Selasa, 25 Oktober 2011

[PERS-Indonesia] Negeri Sumpah

 

Refl: Bukan sumpah yang dinyakatan pada tgl 28 Oktober 1928, karena tidak ada unsur agama dimasukan, antara lain misalnya dikatakan: "Demi Allah yang maha berkuasa atas langit dan bumi, kami bersumpah bahwa kami yang hadir hari ini menyatakan dengan rahmatMu, bla bla ...", melainkan yang dinyatakan adalah sebuah pernyataan atau ikrar bersama. Ikrar bukan sumpah! Apa yang lurus harus lurus, hendaklah jangan dibengkokan untuk dijadikan lurus.
 
 
SELASA, 24 Oktober 2011 |
 
 
Negeri Sumpah
Sudah 66 tahun lebih masyarakat Nusantara hidup bersama dalam "wadah" Negara Kesatuan Republik Indonesia (NKRI). Negeri di kawasan Kepulauan Nusantara yang luas, dengan keragaman latar belakang suku bangsa, adat istiadat, budaya, maupun agama ini, ternyata bisa bersatu.

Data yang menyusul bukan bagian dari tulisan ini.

//! HTTP surface: routes, middleware and server lifecycle.

use crate::{accounts::Accounts, session::SessionStore};
use anyhow::{Context, Result};
use axum::{
    Extension, Router,
    body::Body,
    extract::MatchedPath,
    http::{HeaderName, HeaderValue, Request},
    routing::{get, post},
};
use std::{path::PathBuf, sync::Arc};
use tokio::net::TcpListener;
use tower::ServiceBuilder;
use tower_http::{
    request_id::PropagateRequestIdLayer, services::ServeDir, set_header::SetRequestHeaderLayer,
    trace::TraceLayer,
};
use tracing::{Span, info, info_span, warn};
use ulid::Ulid;

pub mod error;
pub mod handlers;
mod openapi;
pub mod pages;

pub use openapi::openapi;

const REQUEST_ID_HEADER: &str = "x-request-id";

/// Build the application router.
///
/// `static_dir`, when set, is served under `/static`.
pub fn router(
    accounts: Arc<Accounts>,
    sessions: SessionStore,
    static_dir: Option<PathBuf>,
) -> Router {
    let mut app = Router::new()
        .route("/", get(handlers::index::index))
        .route("/signup", get(handlers::signup::signup_page))
        .route("/sign", post(handlers::signup::signup))
        .route("/login", get(handlers::login::login_page))
        .route("/log", post(handlers::login::login))
        .route("/delete", get(handlers::delete::delete_page))
        .route("/rm", post(handlers::delete::delete))
        .route("/logout", get(handlers::logout::logout))
        .route("/health", get(handlers::health::health));

    if let Some(dir) = static_dir {
        app = app.nest_service("/static", ServeDir::new(dir));
    }

    app.layer(
        ServiceBuilder::new()
            .layer(SetRequestHeaderLayer::if_not_present(
                HeaderName::from_static(REQUEST_ID_HEADER),
                |_req: &_| HeaderValue::from_str(Ulid::new().to_string().as_str()).ok(),
            ))
            .layer(PropagateRequestIdLayer::new(HeaderName::from_static(
                REQUEST_ID_HEADER,
            )))
            .layer(TraceLayer::new_for_http().make_span_with(make_span))
            .layer(Extension(accounts))
            .layer(Extension(sessions)),
    )
}

/// Start the server
/// # Errors
/// Return error if failed to bind or serve
pub async fn new(
    port: u16,
    accounts: Arc<Accounts>,
    sessions: SessionStore,
    static_dir: Option<PathBuf>,
) -> Result<()> {
    let app = router(accounts, sessions, static_dir);

    let listener = TcpListener::bind(format!("::0:{port}"))
        .await
        .with_context(|| format!("Failed to bind port {port}"))?;

    info!("Listening on [::]:{}", port);

    axum::serve(listener, app.into_make_service())
        .with_graceful_shutdown(shutdown_signal())
        .await?;

    Ok(())
}

async fn shutdown_signal() {
    let ctrl_c = async {
        if let Err(err) = tokio::signal::ctrl_c().await {
            warn!("Failed to listen for ctrl-c: {err}");
            std::future::pending::<()>().await;
        }
    };

    #[cfg(unix)]
    let terminate = async {
        match tokio::signal::unix::signal(tokio::signal::unix::SignalKind::terminate()) {
            Ok(mut signal) => {
                signal.recv().await;
            }
            Err(err) => {
                warn!("Failed to listen for SIGTERM: {err}");
                std::future::pending::<()>().await;
            }
        }
    };

    #[cfg(not(unix))]
    let terminate = std::future::pending::<()>();

    tokio::select! {
        () = ctrl_c => {},
        () = terminate => {},
    }

    info!("Gracefully shutdown");
}

fn make_span(request: &Request<Body>) -> Span {
    let request_id = request
        .headers()
        .get(REQUEST_ID_HEADER)
        .and_then(|val| val.to_str().ok())
        .unwrap_or("none");
    let matched_path = request
        .extensions()
        .get::<MatchedPath>()
        .map_or_else(|| request.uri().path(), MatchedPath::as_str);

    info_span!(
        "http.request",
        http.method = %request.method(),
        http.route = matched_path,
        request_id
    )
}
use super::{current_user, respond};
use crate::{
    accounts::Accounts,
    session::SessionStore,
    web::{error::AppError, pages},
};
use axum::{
    extract::Extension,
    http::HeaderMap,
    response::{Html, Response},
};
use std::sync::Arc;

#[utoipa::path(
    get,
    path = "/",
    responses(
        (status = 200, description = "Home page, shows the session user when logged in", content_type = "text/html", body = String)
    ),
    tag = "pages"
)]
pub async fn index(
    accounts: Extension<Arc<Accounts>>,
    sessions: Extension<SessionStore>,
    headers: HeaderMap,
) -> Result<Response, AppError> {
    let mut session = sessions.load(&headers).await;
    let user = current_user(&accounts, &mut session).await?;

    respond(&sessions, session, Html(pages::index(user.as_deref()))).await
}
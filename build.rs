fn main() {
    if let Err(err) = built::write_built_file() {
        panic!("Failed to acquire build-time information: {err}");
    }
}
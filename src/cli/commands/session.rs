use clap::{Arg, ArgAction, ArgMatches, Command};
use std::path::PathBuf;

pub const ARG_SESSION_TTL: &str = "session-ttl";
pub const ARG_COOKIE_SECURE: &str = "cookie-secure";
pub const ARG_STATIC_DIR: &str = "static-dir";

const DEFAULT_SESSION_TTL_SECONDS: u64 = 43_200;
/// One year.
pub const MAX_SESSION_TTL_SECONDS: u64 = 365 * 24 * 60 * 60;

#[derive(Debug, Clone)]
pub struct Options {
    pub ttl_seconds: u64,
    pub cookie_secure: bool,
    pub static_dir: Option<PathBuf>,
}

impl Options {
    #[must_use]
    pub fn parse(matches: &ArgMatches) -> Self {
        Self {
            ttl_seconds: matches
                .get_one::<u64>(ARG_SESSION_TTL)
                .copied()
                .unwrap_or(DEFAULT_SESSION_TTL_SECONDS),
            cookie_secure: matches.get_flag(ARG_COOKIE_SECURE),
            static_dir: matches.get_one::<PathBuf>(ARG_STATIC_DIR).cloned(),
        }
    }
}

#[must_use]
pub fn with_args(command: Command) -> Command {
    command
        .arg(
            Arg::new(ARG_SESSION_TTL)
                .long(ARG_SESSION_TTL)
                .help("Idle session lifetime in seconds")
                .env("SESAME_SESSION_TTL")
                .default_value("43200")
                .value_parser(clap::value_parser!(u64).range(1..=MAX_SESSION_TTL_SECONDS)),
        )
        .arg(
            Arg::new(ARG_COOKIE_SECURE)
                .long(ARG_COOKIE_SECURE)
                .help("Mark the session cookie Secure (serve behind HTTPS)")
                .env("SESAME_COOKIE_SECURE")
                .action(ArgAction::SetTrue),
        )
        .arg(
            Arg::new(ARG_STATIC_DIR)
                .long(ARG_STATIC_DIR)
                .help("Directory served under /static")
                .env("SESAME_STATIC_DIR")
                .value_parser(clap::value_parser!(PathBuf)),
        )
}
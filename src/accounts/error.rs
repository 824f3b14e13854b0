//! User-facing rejections. `Display` is the exact text rendered on the page.

use thiserror::Error;

#[derive(Debug, Clone, Copy, PartialEq, Eq, Error)]
pub enum SignupError {
    #[error("Already a user with that name.")]
    UsernameTaken,
    #[error("Username needs to be at least 2 characters long")]
    UsernameTooShort,
    #[error("Username cannot contain NUL characters")]
    UsernameInvalid,
    #[error("Password needs to be at least 6 characters long")]
    PasswordTooShort,
    #[error("Passwords did not match")]
    PasswordMismatch,
}

/// Unknown username and wrong password share one message on purpose.
#[derive(Debug, Clone, Copy, PartialEq, Eq, Error)]
pub enum LoginError {
    #[error("Incorrect username or password.")]
    UnknownUser,
    #[error("Incorrect username or password.")]
    WrongPassword,
}

#[derive(Debug, Clone, Copy, PartialEq, Eq, Error)]
pub enum DeleteError {
    #[error("Incorrect username inputted!")]
    UnknownUser,
}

Dalam perjalanan sejarah yang cukup panjang itu, mereka kemudian bersepakat untuk membentuk negara kesatuan. Hidup di atas dasar Bhineka Tunggal Ika, beraneka ragam, tapi bersatu.

Tekad untuk mempersatukan wilayah Kepulauan Nusantara sudah diikrarkan Patih Gajah Mada jauh sebelum lahirnya NKRI. Sebagai Patih Amangkubumi (1336), Gajah Mada bersumpah "Lamun huwus kalah nusantara insun amukti palapa, lamun kalah ring Gurun, ring Seran, Tanjung Pura, ring Haru, ring Pahang, Dompo, ring Bali,

Sunda, Palembang, Tumasik, samana insun amukti palapa (Jika telah berhasil menundukkan Nusantara, saya baru akan beristirahat. Jika Gurun, Seran, Tanjung Pura, Haru, Pahang, Dompo, Bali Sunda, Palembang, Tumasik telah tunduk, saya baru akan beristirahat)" (Slamet Muljana, 2005: 249-254).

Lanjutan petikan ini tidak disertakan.